BRIEF
How many of the lines below contain "scrollable"? Reply with only that figure.
─── DATA EXTRACTS ───
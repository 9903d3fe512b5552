//! Settings struct with TOML-based sections.
//!
//! Each section maps to a TOML table and can be updated independently.
//! Every field carries a serde default so older config files keep working
//! when new fields appear.

use serde::{Deserialize, Serialize};

use crate::api::DEFAULT_ENDPOINT;

/// Root settings structure containing all configuration sections.
#[derive(Debug, Clone, Default, Serialize, Deserialize)]
pub struct Settings {
    /// Analysis service connection.
    #[serde(default)]
    pub server: ServerSettings,

    /// Remembered file paths.
    #[serde(default)]
    pub paths: PathSettings,

    /// Logging configuration.
    #[serde(default)]
    pub logging: LoggingSettings,
}

/// Analysis service connection settings.
#[derive(Debug, Clone, Serialize, Deserialize)]
pub struct ServerSettings {
    /// Full URL of the swing analysis endpoint.
    #[serde(default = "default_endpoint")]
    pub endpoint: String,
}

fn default_endpoint() -> String {
    DEFAULT_ENDPOINT.to_string()
}

impl Default for ServerSettings {
    fn default() -> Self {
        Self {
            endpoint: default_endpoint(),
        }
    }
}

/// Remembered file paths, restored into the form on startup.
#[derive(Debug, Clone, Default, Serialize, Deserialize)]
pub struct PathSettings {
    /// Last used path for the down-the-line video.
    #[serde(default)]
    pub last_dtl_path: String,

    /// Last used path for the face-on video.
    #[serde(default)]
    pub last_fo_path: String,
}

/// Logging configuration.
#[derive(Debug, Clone, Serialize, Deserialize)]
pub struct LoggingSettings {
    /// Auto-scroll the in-app log panel.
    #[serde(default = "default_true")]
    pub autoscroll: bool,

    /// Default tracing level when RUST_LOG is not set.
    #[serde(default = "default_level")]
    pub level: String,
}

fn default_true() -> bool {
    true
}

fn default_level() -> String {
    "info".to_string()
}

impl Default for LoggingSettings {
    fn default() -> Self {
        Self {
            autoscroll: true,
            level: default_level(),
        }
    }
}

/// Names of config sections for targeted updates.
#[derive(Debug, Clone, Copy, PartialEq, Eq, Hash)]
pub enum ConfigSection {
    Server,
    Paths,
    Logging,
}

impl ConfigSection {
    /// Get the TOML table name for this section.
    pub fn table_name(&self) -> &'static str {
        match self {
            ConfigSection::Server => "server",
            ConfigSection::Paths => "paths",
            ConfigSection::Logging => "logging",
        }
    }
}

#[cfg(test)]
mod tests {
    use super::*;

    #[test]
    fn default_settings_serializes() {
        let settings = Settings::default();
        let toml = toml::to_string_pretty(&settings).unwrap();
        assert!(toml.contains("[server]"));
        assert!(toml.contains("[logging]"));
        assert!(toml.contains("endpoint"));
    }

    #[test]
    fn default_endpoint_matches_client_default() {
        assert_eq!(ServerSettings::default().endpoint, DEFAULT_ENDPOINT);
    }

    #[test]
    fn settings_round_trip() {
        let settings = Settings::default();
        let toml = toml::to_string_pretty(&settings).unwrap();
        let parsed: Settings = toml::from_str(&toml).unwrap();
        assert_eq!(parsed.server.endpoint, settings.server.endpoint);
        assert_eq!(parsed.logging.autoscroll, settings.logging.autoscroll);
    }

    #[test]
    fn missing_fields_use_defaults() {
        let minimal = "[paths]\nlast_dtl_path = \"/videos/dtl.mp4\"";
        let parsed: Settings = toml::from_str(minimal).unwrap();
        // Custom value preserved
        assert_eq!(parsed.paths.last_dtl_path, "/videos/dtl.mp4");
        // Defaults applied for missing
        assert_eq!(parsed.server.endpoint, DEFAULT_ENDPOINT);
        assert!(parsed.logging.autoscroll);
    }
}
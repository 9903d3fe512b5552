//! Application state and message dispatch.
//!
//! The `App` struct is the controller: it owns the config, the session
//! state machine, the two video paths, and the log panel text. `update`
//! routes messages to the handler methods in `crate::handlers`.

use std::path::PathBuf;

use iced::event::{self, Event};
use iced::{window, Element, Subscription, Task, Theme};

use scg_core::api::ApiClient;
use scg_core::config::ConfigManager;
use scg_core::models::{AnalysisReport, SwingView};
use scg_core::session::SessionState;

use crate::views;

/// Pages the single window can show.
#[derive(Debug, Clone, Copy, PartialEq, Eq)]
pub enum Page {
    /// Upload form, results, and log panel.
    Main,
    /// Endpoint and logging settings.
    Settings,
}

/// All possible messages the application can receive.
#[derive(Debug, Clone)]
pub enum Message {
    // Upload form
    VideoPathChanged(SwingView, String),
    BrowseVideo(SwingView),
    FileSelected(SwingView, Option<PathBuf>),
    FileDropped(PathBuf),
    AnalyzeSwing,

    /// The one settle point for the analysis request; both outcomes land
    /// here so the in-flight flag always clears.
    AnalysisFinished(Result<AnalysisReport, String>),

    /// Startup health probe result.
    BackendChecked(Result<String, String>),

    // Settings page
    OpenSettings,
    EndpointChanged(String),
    AutoscrollToggled(bool),
    SaveSettings,
    CancelSettings,
}

/// Main application state.
pub struct App {
    pub config: ConfigManager,
    pub session: SessionState,

    /// Down-the-line video path as shown in the form.
    pub dtl_path: String,
    /// Face-on video path as shown in the form.
    pub fo_path: String,

    pub page: Page,

    // Settings page edit buffers (applied on save)
    pub pending_endpoint: String,
    pub pending_autoscroll: bool,

    /// In-app log panel content.
    pub log_text: String,
}

impl App {
    pub fn new(config: ConfigManager) -> (Self, Task<Message>) {
        let settings = config.settings();
        let dtl_path = settings.paths.last_dtl_path.clone();
        let fo_path = settings.paths.last_fo_path.clone();
        let pending_endpoint = settings.server.endpoint.clone();
        let pending_autoscroll = settings.logging.autoscroll;
        let endpoint = settings.server.endpoint.clone();

        let mut app = Self {
            config,
            session: SessionState::new(),
            dtl_path,
            fo_path,
            page: Page::Main,
            pending_endpoint,
            pending_autoscroll,
            log_text: String::new(),
        };

        app.append_log(&format!(
            "Swing Coach GUI started. Core version: {}",
            scg_core::version()
        ));
        app.append_log(&format!("Analysis endpoint: {endpoint}"));

        // Probe the backend once at startup so the log shows whether the
        // analysis service is up before the first upload.
        let probe = Task::perform(
            async move {
                ApiClient::new(endpoint)
                    .health_check()
                    .await
                    .map_err(|e| e.to_string())
            },
            Message::BackendChecked,
        );

        (app, probe)
    }

    pub fn update(&mut self, message: Message) -> Task<Message> {
        match message {
            Message::VideoPathChanged(view, path) => {
                self.set_video_path(view, path);
                Task::none()
            }
            Message::BrowseVideo(view) => self.browse_video(view),
            Message::FileSelected(view, path) => {
                self.handle_file_selected(view, path);
                Task::none()
            }
            Message::FileDropped(path) => {
                self.handle_file_dropped(path);
                Task::none()
            }
            Message::AnalyzeSwing => self.start_analysis(),
            Message::AnalysisFinished(result) => {
                self.handle_analysis_finished(result);
                Task::none()
            }
            Message::BackendChecked(result) => {
                self.handle_backend_checked(result);
                Task::none()
            }
            Message::OpenSettings => {
                self.open_settings();
                Task::none()
            }
            Message::EndpointChanged(value) => {
                self.pending_endpoint = value;
                Task::none()
            }
            Message::AutoscrollToggled(value) => {
                self.pending_autoscroll = value;
                Task::none()
            }
            Message::SaveSettings => {
                self.save_settings();
                Task::none()
            }
            Message::CancelSettings => {
                self.close_settings();
                Task::none()
            }
        }
    }

    pub fn view(&self) -> Element<'_, Message> {
        match self.page {
            Page::Main => views::main_window(self),
            Page::Settings => views::settings_page(self),
        }
    }

    pub fn theme(&self) -> Theme {
        Theme::Dark
    }

    pub fn subscription(&self) -> Subscription<Message> {
        iced::event::listen_with(handle_event)
    }

    /// Add a timestamped line to the in-app log panel.
    pub fn append_log(&mut self, message: &str) {
        use std::fmt::Write;
        let timestamp = chrono::Local::now().format("%H:%M:%S");
        writeln!(&mut self.log_text, "[{}] {}", timestamp, message).ok();
    }
}

fn handle_event(event: Event, _status: event::Status, _id: window::Id) -> Option<Message> {
    match event {
        Event::Window(window::Event::FileDropped(path)) => Some(Message::FileDropped(path)),
        _ => None,
    }
}
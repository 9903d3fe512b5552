//! Main window view.
//!
//! Layout matches the original client:
//! - Header row (title, Settings button)
//! - Upload form (two video inputs, Analyze button)
//! - Loading notice or results panel, mutually exclusive on in-flight
//! - Log panel

use iced::widget::{
    button, column, container, horizontal_space, row, scrollable, text, text_input,
};
use iced::{Alignment, Element, Length};

use scg_core::models::{AnalysisReport, SwingView, NO_FAULTS_MESSAGE};
use scg_core::session::SessionState;

use crate::app::{App, Message};
use crate::theme::{self, colors, font, spacing};

/// Build the main window view.
pub fn main_window(app: &App) -> Element<'_, Message> {
    let busy = app.session.in_flight;

    let body: Element<'_, Message> = if busy {
        loading_section()
    } else {
        results_section(&app.session)
    };

    let content = column![
        header_row(),
        upload_section(app, busy),
        body,
        log_section(app),
    ]
    .spacing(spacing::MD)
    .padding(spacing::LG);

    container(content)
        .width(Length::Fill)
        .height(Length::Fill)
        .into()
}

/// Header row with app title and the Settings button.
fn header_row() -> Element<'static, Message> {
    row![
        text("AI Golf Coach").size(font::XL).font(theme::bold()),
        text("Prototype").size(font::SM).color(colors::TEXT_MUTED),
        horizontal_space(),
        button(text("Settings...").size(font::NORMAL)).on_press(Message::OpenSettings),
    ]
    .spacing(spacing::MD)
    .align_y(Alignment::Center)
    .into()
}

/// Upload form with the two video inputs and the submit button.
fn upload_section(app: &App, busy: bool) -> Element<'_, Message> {
    let dtl_row = video_input_row(SwingView::DownTheLine, &app.dtl_path, busy);
    let fo_row = video_input_row(SwingView::FaceOn, &app.fo_path, busy);

    let can_submit = !busy && !app.dtl_path.is_empty() && !app.fo_path.is_empty();
    let submit = button(
        text(if busy { "Analyzing..." } else { "Analyze Swing" }).size(font::NORMAL),
    )
    .style(button::primary)
    .on_press_maybe(can_submit.then_some(Message::AnalyzeSwing))
    .padding([spacing::SM, spacing::XL]);

    let content = column![
        text("Upload Your Swings").size(font::LG),
        dtl_row,
        fo_row,
        row![horizontal_space(), submit],
    ]
    .spacing(spacing::SM);

    container(content)
        .padding(spacing::MD)
        .width(Length::Fill)
        .style(theme::card)
        .into()
}

/// Single video input row with label, path input, and browse button.
fn video_input_row(view: SwingView, path: &str, busy: bool) -> Element<'_, Message> {
    let mut input = text_input("Drop a video here or browse...", path)
        .width(Length::Fill)
        .size(font::NORMAL);
    if !busy {
        input = input.on_input(move |s| Message::VideoPathChanged(view, s));
    }

    row![
        text(view.label()).size(font::NORMAL).width(Length::Fixed(210.0)),
        input,
        button(text("Browse...").size(font::SM))
            .on_press_maybe((!busy).then_some(Message::BrowseVideo(view)))
            .padding([spacing::XS, spacing::SM]),
    ]
    .spacing(spacing::SM)
    .align_y(Alignment::Center)
    .into()
}

/// Shown while the request is in flight, in place of the results panel.
fn loading_section() -> Element<'static, Message> {
    let content = column![
        text("Analyzing... Please wait.").size(font::LG),
        text("Uploading both videos and running the full analysis pipeline.")
            .size(font::SM)
            .color(colors::TEXT_MUTED),
    ]
    .spacing(spacing::SM)
    .align_x(Alignment::Center);

    container(content)
        .padding(spacing::XL)
        .width(Length::Fill)
        .align_x(Alignment::Center)
        .style(theme::card)
        .into()
}

/// Results panel: status line, error block, fault list, and metric table.
fn results_section(session: &SessionState) -> Element<'_, Message> {
    let mut content = column![
        text("Analysis Results").size(font::LG),
        row![
            text("Status:").size(font::NORMAL).font(theme::bold()),
            text(&session.status).size(font::NORMAL),
        ]
        .spacing(spacing::SM),
    ]
    .spacing(spacing::SM);

    if let Some(error) = &session.error {
        content = content.push(error_block(error));
    }

    if let Some(report) = &session.report {
        content = content.push(faults_list(report));
        content = content.push(metrics_table(report));
    }

    container(content)
        .padding(spacing::MD)
        .width(Length::Fill)
        .style(theme::card)
        .into()
}

/// Visually marked block for the error detail.
fn error_block(error: &str) -> Element<'_, Message> {
    container(text(format!("Error: {error}")).size(font::NORMAL))
        .padding(spacing::SM)
        .width(Length::Fill)
        .style(theme::error_block)
        .into()
}

/// Fault list, or the affirmative message when no faults were diagnosed.
fn faults_list(report: &AnalysisReport) -> Element<'_, Message> {
    let header = text("Diagnosed Faults:").size(font::NORMAL).font(theme::bold());

    if !report.has_faults() {
        return column![
            header,
            text(NO_FAULTS_MESSAGE).size(font::NORMAL).color(colors::SUCCESS),
        ]
        .spacing(spacing::XS)
        .into();
    }

    let rows: Vec<Element<'_, Message>> = report
        .diagnosed_faults
        .iter()
        .map(|fault| {
            row![
                text(&fault.name).size(font::NORMAL).font(theme::bold()),
                text(&fault.detail).size(font::NORMAL),
            ]
            .spacing(spacing::SM)
            .into()
        })
        .collect();

    column![header, column(rows).spacing(spacing::XS)]
        .spacing(spacing::XS)
        .into()
}

/// Fixed four-row table of the key metrics.
fn metrics_table(report: &AnalysisReport) -> Element<'_, Message> {
    let header = row![
        text("Metric").size(font::NORMAL).font(theme::bold()).width(Length::Fixed(260.0)),
        text("Value").size(font::NORMAL).font(theme::bold()),
    ]
    .spacing(spacing::SM);

    let rows: Vec<Element<'_, Message>> = report
        .metrics
        .rows()
        .into_iter()
        .map(|metric| {
            row![
                text(metric.label).size(font::NORMAL).width(Length::Fixed(260.0)),
                text(metric.value).size(font::NORMAL),
            ]
            .spacing(spacing::SM)
            .into()
        })
        .collect();

    column![
        text("Key Metrics:").size(font::NORMAL).font(theme::bold()),
        header,
        column(rows).spacing(spacing::XS),
    ]
    .spacing(spacing::XS)
    .into()
}

/// Log panel with the timestamped session log.
fn log_section(app: &App) -> Element<'_, Message> {
    let mut log = scrollable(
        container(text(&app.log_text).size(font::SM))
            .padding(spacing::SM)
            .width(Length::Fill),
    )
    .height(Length::Fill);

    if app.config.settings().logging.autoscroll {
        log = log.anchor_bottom();
    }

    column![
        text("Log").size(font::LG),
        container(log)
            .width(Length::Fill)
            .height(Length::Fill)
            .style(theme::card),
    ]
    .spacing(spacing::XS)
    .height(Length::FillPortion(1))
    .into()
}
───
ANSWER SECTION
2